■ Task statement ■
Return each line of the data below that contains the string "info".

■ Provided data ■
□ □ □ □ □ □ □
//! Scripted lookup service for testing.

use crate::lifecycle::environment::LookupService;
use crate::types::{ScanQuery, VerificationVerdict};
use isi_verify_client::LookupError;
use std::collections::VecDeque;
use std::future::Future;
use std::sync::{Mutex, PoisonError};
use std::time::Duration;
use tokio::sync::oneshot;

type Reply = Result<VerificationVerdict, LookupError>;

/// A lookup the mock was asked to perform
#[derive(Debug, Clone, PartialEq, Eq)]
pub enum LookupCall {
    /// `lookup_by_identifier`
    Identifier(String),
    /// `lookup_by_image`
    Image {
        /// Size of the uploaded image
        bytes: usize,
        /// MIME type of the upload
        mime_type: String,
        /// File name of the upload
        file_name: String,
    },
}

enum Scripted {
    Ready(Reply),
    Delayed(Duration, Reply),
    Gated(oneshot::Receiver<Reply>),
}

/// Mock lookup service.
///
/// Replies are consumed in the order they were scripted, one per call,
/// whichever lookup is called. With nothing scripted, a call fails with
/// [`LookupError::RequestFailed`].
#[derive(Default)]
pub struct MockLookupService {
    script: Mutex<VecDeque<Scripted>>,
    calls: Mutex<Vec<LookupCall>>,
}

impl MockLookupService {
    /// Create a mock with an empty script.
    #[must_use]
    pub fn new() -> Self {
        Self::default()
    }

    /// Answer the next call with `verdict`
    pub fn push_verdict(&self, verdict: VerificationVerdict) {
        self.push(Scripted::Ready(Ok(verdict)));
    }

    /// Fail the next call with `error`
    pub fn push_failure(&self, error: LookupError) {
        self.push(Scripted::Ready(Err(error)));
    }

    /// Answer the next call with `verdict` after `delay`
    pub fn push_delayed(&self, delay: Duration, verdict: VerificationVerdict) {
        self.push(Scripted::Delayed(delay, Ok(verdict)));
    }

    /// Hold the next call open until the returned sender is used
    ///
    /// Dropping the sender fails the call.
    #[must_use]
    pub fn push_gated(&self) -> oneshot::Sender<Reply> {
        let (tx, rx) = oneshot::channel();
        self.push(Scripted::Gated(rx));
        tx
    }

    /// Every call received so far
    #[must_use]
    pub fn calls(&self) -> Vec<LookupCall> {
        self.calls
            .lock()
            .unwrap_or_else(PoisonError::into_inner)
            .clone()
    }

    /// Number of calls received so far
    #[must_use]
    pub fn call_count(&self) -> usize {
        self.calls
            .lock()
            .unwrap_or_else(PoisonError::into_inner)
            .len()
    }

    fn push(&self, scripted: Scripted) {
        self.script
            .lock()
            .unwrap_or_else(PoisonError::into_inner)
            .push_back(scripted);
    }

    /// Record the call and take its reply; no lock is held once this returns
    fn next(&self, call: LookupCall) -> Option<Scripted> {
        self.calls
            .lock()
            .unwrap_or_else(PoisonError::into_inner)
            .push(call);
        self.script
            .lock()
            .unwrap_or_else(PoisonError::into_inner)
            .pop_front()
    }
}

async fn play(scripted: Option<Scripted>) -> Reply {
    match scripted {
        Some(Scripted::Ready(reply)) => reply,
        Some(Scripted::Delayed(delay, reply)) => {
            tokio::time::sleep(delay).await;
            reply
        },
        Some(Scripted::Gated(gate)) => gate
            .await
            .unwrap_or_else(|_| Err(LookupError::RequestFailed("gate dropped".to_string()))),
        None => Err(LookupError::RequestFailed("no scripted reply".to_string())),
    }
}

impl LookupService for MockLookupService {
    fn lookup_by_identifier(
        &self,
        license_number: String,
    ) -> impl Future<Output = Reply> + Send {
        let scripted = self.next(LookupCall::Identifier(license_number));
        play(scripted)
    }

    fn lookup_by_image(&self, image: ScanQuery) -> impl Future<Output = Reply> + Send {
        let scripted = self.next(LookupCall::Image {
            bytes: image.image.len(),
            mime_type: image.mime_type,
            file_name: image.file_name,
        });
        play(scripted)
    }
}
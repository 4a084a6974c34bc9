//! Reducer for the lookup lifecycle.

use crate::classifier::classify;
use crate::lifecycle::{LookupAction, LookupEnvironment, LookupPhase, LookupState, RequestId};
use crate::lifecycle::environment::LookupService;
use crate::types::{ExtractedFields, LicenseRecord, Pipeline, VerificationQuery, VerificationVerdict};
use isi_verify_client::LookupError;
use isi_verify_core::{SmallVec, effect::Effect, reducer::Reducer, smallvec};
use std::marker::PhantomData;
use std::sync::Arc;

/// Decides every transition of a pipeline's single-flight slot.
///
/// - `Submit` while idle or settled: moves to `Submitting` and dispatches
///   the lookup, bounded by the lookup timeout
/// - `Submit` while submitting: ignored
/// - `VerdictReceived` / `TimedOut` for the in-flight ticket: settles with
///   the classified verdict
/// - any other completion: stale, ignored
pub struct LookupReducer<S> {
    _service: PhantomData<fn() -> S>,
}

impl<S> LookupReducer<S> {
    /// Create a new lookup reducer.
    #[must_use]
    pub const fn new() -> Self {
        Self {
            _service: PhantomData,
        }
    }
}

impl<S> Default for LookupReducer<S> {
    fn default() -> Self {
        Self::new()
    }
}

impl<S> Clone for LookupReducer<S> {
    fn clone(&self) -> Self {
        Self::new()
    }
}

impl<S: LookupService + 'static> LookupReducer<S> {
    fn settle(
        state: &mut LookupState,
        request_id: RequestId,
        verdict: &VerificationVerdict,
        env: &LookupEnvironment<S>,
    ) {
        let result = classify(verdict);

        tracing::info!(
            pipeline = %state.pipeline(),
            %request_id,
            severity = result.severity.as_str(),
            headline = result.headline.map(|h| h.as_str()),
            "Lookup settled"
        );
        metrics::counter!(
            "lookup.settled",
            "pipeline" => state.pipeline().as_str(),
            "severity" => result.severity.as_str()
        )
        .increment(1);

        state.phase = LookupPhase::Settled {
            request_id,
            result,
            settled_at: env.clock.now(),
        };
    }

    fn discard_stale(state: &mut LookupState, request_id: RequestId, kind: &'static str) {
        state.stale_completions += 1;
        tracing::debug!(pipeline = %state.pipeline(), %request_id, kind, "Discarded stale completion");
        metrics::counter!(
            "lookup.stale_completions",
            "pipeline" => state.pipeline().as_str(),
            "kind" => kind
        )
        .increment(1);
    }

    /// One effect per request: it yields either the verdict or the timeout,
    /// and a lookup that times out is dropped with it
    fn dispatch(
        pipeline: Pipeline,
        request_id: RequestId,
        query: VerificationQuery,
        env: &LookupEnvironment<S>,
    ) -> Effect<LookupAction> {
        let service = Arc::clone(&env.service);
        let lookup_timeout = env.lookup_timeout;

        Effect::future(async move {
            let lookup = async move {
                match query {
                    VerificationQuery::Manual(query) => {
                        service
                            .lookup_by_identifier(query.license_number().to_string())
                            .await
                    },
                    VerificationQuery::Scan(query) => service.lookup_by_image(query).await,
                }
            };

            match tokio::time::timeout(lookup_timeout, lookup).await {
                Ok(outcome) => Some(LookupAction::VerdictReceived {
                    request_id,
                    verdict: outcome.unwrap_or_else(|error| transport_verdict(pipeline, &error)),
                }),
                Err(_) => Some(LookupAction::TimedOut { request_id }),
            }
        })
    }
}

/// Convert a failed lookup into a verdict the classifier understands
///
/// A manual failure always reads as an unreachable backend. A failed scan
/// keeps the backend's own error text and whatever OCR output its error
/// body carried.
fn transport_verdict(pipeline: Pipeline, error: &LookupError) -> VerificationVerdict {
    tracing::warn!(pipeline = %pipeline, %error, "Lookup failed in transport");

    match pipeline {
        Pipeline::Manual => VerificationVerdict::transport_error(pipeline.unreachable_message()),
        Pipeline::Scan => {
            let mut verdict = VerificationVerdict::transport_error(
                error
                    .backend_message()
                    .unwrap_or_else(|| pipeline.unreachable_message()),
            );
            if let Some(body) = error.backend_body() {
                verdict.message.clone_from(&body.message);
                verdict.extracted = body.extracted.clone().map(ExtractedFields::from);
                verdict.record = body.data.clone().map(LicenseRecord::from);
                verdict.raw_text.clone_from(&body.raw_text);
            }
            verdict
        },
    }
}

impl<S: LookupService + 'static> Reducer for LookupReducer<S> {
    type State = LookupState;
    type Action = LookupAction;
    type Environment = LookupEnvironment<S>;

    fn reduce(
        &self,
        state: &mut Self::State,
        action: Self::Action,
        env: &Self::Environment,
    ) -> SmallVec<[Effect<Self::Action>; 4]> {
        let pipeline = state.pipeline();

        match action {
            LookupAction::Submit { request_id, query } => {
                if query.pipeline() != pipeline {
                    tracing::warn!(%pipeline, query = %query.pipeline(), "Rejected query for another pipeline");
                    return smallvec![Effect::None];
                }

                if let Err(error) = query.validate() {
                    tracing::warn!(%pipeline, %error, "Rejected invalid query");
                    return smallvec![Effect::None];
                }

                if let Some(in_flight) = state.in_flight() {
                    state.ignored_submissions += 1;
                    tracing::debug!(%pipeline, %request_id, %in_flight, "Ignored submission while in flight");
                    return smallvec![Effect::None];
                }

                tracing::info!(%pipeline, %request_id, "Lookup dispatched");
                state.phase = LookupPhase::Submitting {
                    request_id,
                    started_at: env.clock.now(),
                };
                state.last_accepted = Some(request_id);

                smallvec![Self::dispatch(pipeline, request_id, query, env)]
            },

            LookupAction::VerdictReceived {
                request_id,
                verdict,
            } => {
                if state.in_flight() == Some(request_id) {
                    Self::settle(state, request_id, &verdict, env);
                } else {
                    Self::discard_stale(state, request_id, "verdict");
                }
                smallvec![Effect::None]
            },

            LookupAction::TimedOut { request_id } => {
                if state.in_flight() == Some(request_id) {
                    tracing::warn!(%pipeline, %request_id, "Lookup timed out");
                    let verdict = VerificationVerdict::transport_error(format!(
                        "Request timed out after {} seconds",
                        env.lookup_timeout.as_secs()
                    ));
                    Self::settle(state, request_id, &verdict, env);
                } else {
                    Self::discard_stale(state, request_id, "timeout");
                }
                smallvec![Effect::None]
            },
        }
    }
}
□ □ □ □ □ □ □
■ Solution below ■
        tracing::info!(
                tracing::info!(%pipeline, %request_id, "Lookup dispatched");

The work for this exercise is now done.